Enfin, le terme de « terrorisme » sert désormais d’étiquette pour désigner tous les actes violents commis contre des occidentaux ou des israéliens par des groupes se réclamant de l’islam. Ce phénomène, qui fait l’objet de bien peu d’analyses, ne serait-ce que pour distinguer ses différentes natures et manifestations, est devenu l’élément central aussi bien dans la politique des gouvernements occidentaux, que dans celle des Nations Unies. Il est considéré comme la plus grande menace pour l’avenir de l’humanité et la paix du monde. Ceci est très clairement exprimé dans le rapport du Secrétaire général des Nations Unies, intitulé In Larger Freedom.
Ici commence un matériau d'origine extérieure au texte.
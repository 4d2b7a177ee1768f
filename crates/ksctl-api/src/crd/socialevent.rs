//! SocialEvent Custom Resource Definition
//!
//! A SocialEvent is a time-boxed activation code: signups entering the
//! code are approved onto the event's tiers without individual review.

use kube::CustomResource;
use schemars::JsonSchema;
use serde::{Deserialize, Serialize};

use super::Condition;

/// Specification for a SocialEvent
#[derive(CustomResource, Clone, Debug, Deserialize, Serialize, JsonSchema, PartialEq)]
#[kube(
    group = "toolchain.dev.openshift.com",
    version = "v1alpha1",
    kind = "SocialEvent",
    status = "SocialEventStatus",
    namespaced
)]
#[serde(rename_all = "camelCase")]
pub struct SocialEventSpec {
    /// UserTier attendees are placed on
    pub user_tier: String,

    /// NSTemplateTier attendee spaces are templated from
    pub space_tier: String,

    /// Maximum number of signups the code activates
    pub max_attendees: i32,

    /// RFC 3339 instant the code becomes valid
    pub start_time: String,

    /// RFC 3339 instant the code expires
    pub end_time: String,

    /// Human-readable event description
    #[serde(default, skip_serializing_if = "Option::is_none")]
    pub description: Option<String>,

    /// Member cluster attendee spaces are provisioned on
    #[serde(default, skip_serializing_if = "Option::is_none")]
    pub target_cluster: Option<String>,
}

/// Status for a SocialEvent
#[derive(Clone, Debug, Default, Deserialize, Serialize, JsonSchema, PartialEq)]
#[serde(rename_all = "camelCase")]
pub struct SocialEventStatus {
    /// Number of signups that have used the code so far
    #[serde(default)]
    pub activation_count: i32,

    #[serde(default, skip_serializing_if = "Vec::is_empty")]
    pub conditions: Vec<Condition>,
}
Towards Development, Security and Human Rights for All (Document A/59/2005) sur une réforme du système de l’organisation internationale. Ce document a été présenté au sommet des chefs d’Etat tenu lors de la session de l’assemblée générale de septembre 2005. Cette magnification du danger terroriste, comme menace unique et centrale sur le devenir de l’humanité a d’ailleurs servi de justification aux deux grandes guerres chaudes de l’après-Guerre froide (Afghanistan et Irak). Il a entraîné aussi de nombreuses atteintes aux libertés individuelles, plus particulièrement aux Etats-Unis, atteintes peu compatibles avec les progrès réalisés dans la protection de ces libertés par le développement des conceptions de l’Etat de droit en Occident. Il cristallise une islamophobie qui s’étend un peu partout dans le monde et aggrave les crispations identitaires dans les sociétés monothéistes musulmanes, chrétiennes et juives.
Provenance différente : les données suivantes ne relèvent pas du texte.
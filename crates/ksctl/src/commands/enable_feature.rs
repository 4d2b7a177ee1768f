//! `ksctl enable-feature` — enable a feature toggle on a Space.
//!
//! Features are carried in a comma-separated annotation on the Space and
//! picked up by the member operator on the next reconcile. Enabling a
//! feature that is already enabled is a no-op, so the command can be
//! re-run safely.
//!
//! # Usage
//!
//! ```bash
//! ksctl enable-feature alice-dev webhooks
//! ```

use async_trait::async_trait;
use clap::Args;
use kube::Api;

use ksctl_api::Space;

use crate::context::CommandContext;
use crate::flow::{self, GuardedMutation, Precondition};
use crate::Result;

/// Enable a feature on a Space
#[derive(Args, Debug)]
pub struct EnableFeatureArgs {
    /// Name of the Space
    pub name: String,

    /// Name of the feature to enable
    pub feature: String,
}

/// Run the enable-feature command.
pub async fn run(ctx: &mut CommandContext, args: EnableFeatureArgs) -> Result<()> {
    let (cluster, client) = ctx.host_client().await?;
    let spaces: Api<Space> = Api::namespaced(client, &cluster.operator_namespace);

    let mutation = EnableFeature {
        api: spaces.clone(),
        name: args.name.clone(),
        feature: args.feature,
    };
    flow::run(
        &mut ctx.term,
        &spaces,
        &cluster.operator_namespace,
        &args.name,
        mutation,
    )
    .await?;
    Ok(())
}

struct EnableFeature {
    api: Api<Space>,
    name: String,
    feature: String,
}

#[async_trait]
impl GuardedMutation for EnableFeature {
    type Target = Space;

    fn preview_title(&self) -> String {
        format!("Space '{}'", self.name)
    }

    fn check(&self, target: &Space) -> Result<Precondition> {
        if target.features().iter().any(|f| f == &self.feature) {
            return Ok(Precondition::NothingToDo(format!(
                "the feature '{}' is already enabled on the Space '{}'",
                self.feature, self.name
            )));
        }
        Ok(Precondition::Proceed)
    }

    fn question(&self) -> String {
        format!(
            "enable the feature '{}' on the Space '{}'?",
            self.feature, self.name
        )
    }

    async fn apply(&mut self, mut target: Space) -> Result<()> {
        target.enable_feature(&self.feature);
        flow::update(&self.api, target).await?;
        Ok(())
    }

    fn success_message(&self) -> String {
        format!(
            "the feature '{}' has been enabled on the Space '{}'",
            self.feature, self.name
        )
    }
}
La dangereuse vision binaire du monde par des imaginaires enflammés

Deux mondes, deux méga-identités (4), apparaissent désormais irréductiblement dressés l’un contre l’autre. Le monde euro-atlantique dont la pointe avancée est l’Etat d’Israël, espace quasi-sacralisé dans la conscience occidentale d’un côté, et le monde musulman méditerranéo-asiatique qui, non seulement le voisine directement, mais dispose désormais de nombreuses communautés implantées au c ?ur de ce monde, d’un autre côté. Ces communautés ont été constituées à la faveur de la colonisation, puis de la décolonisation, puis du fait des besoins de main d’ ?uvre bon marché dans le cadre de la reconstruction de l’Europe ou de la politique d’immigration américaine. Elles continuent d’enfler aujourd’hui sous l’effet de la globalisation économique et de l’appauvrissement des millions de ruraux des pays musulmans qu’elle entraîne. Elles sont perçues dans les pays d’accueil comme un danger, des cinquièmes colonnes potentielles dans la nouvelle guerre de « civilisation » qui succède à l’ancienne Guerre froide ; pour les membres de ces communautés, comme pour les sociétés dont elles sont issues, les musulmans, hors de chez eux, sont désormais victime de discriminations et de préjugés qui s’inscrivent naturellement dans l’hostilité grandissante et réciproque des deux nouveaux blocs.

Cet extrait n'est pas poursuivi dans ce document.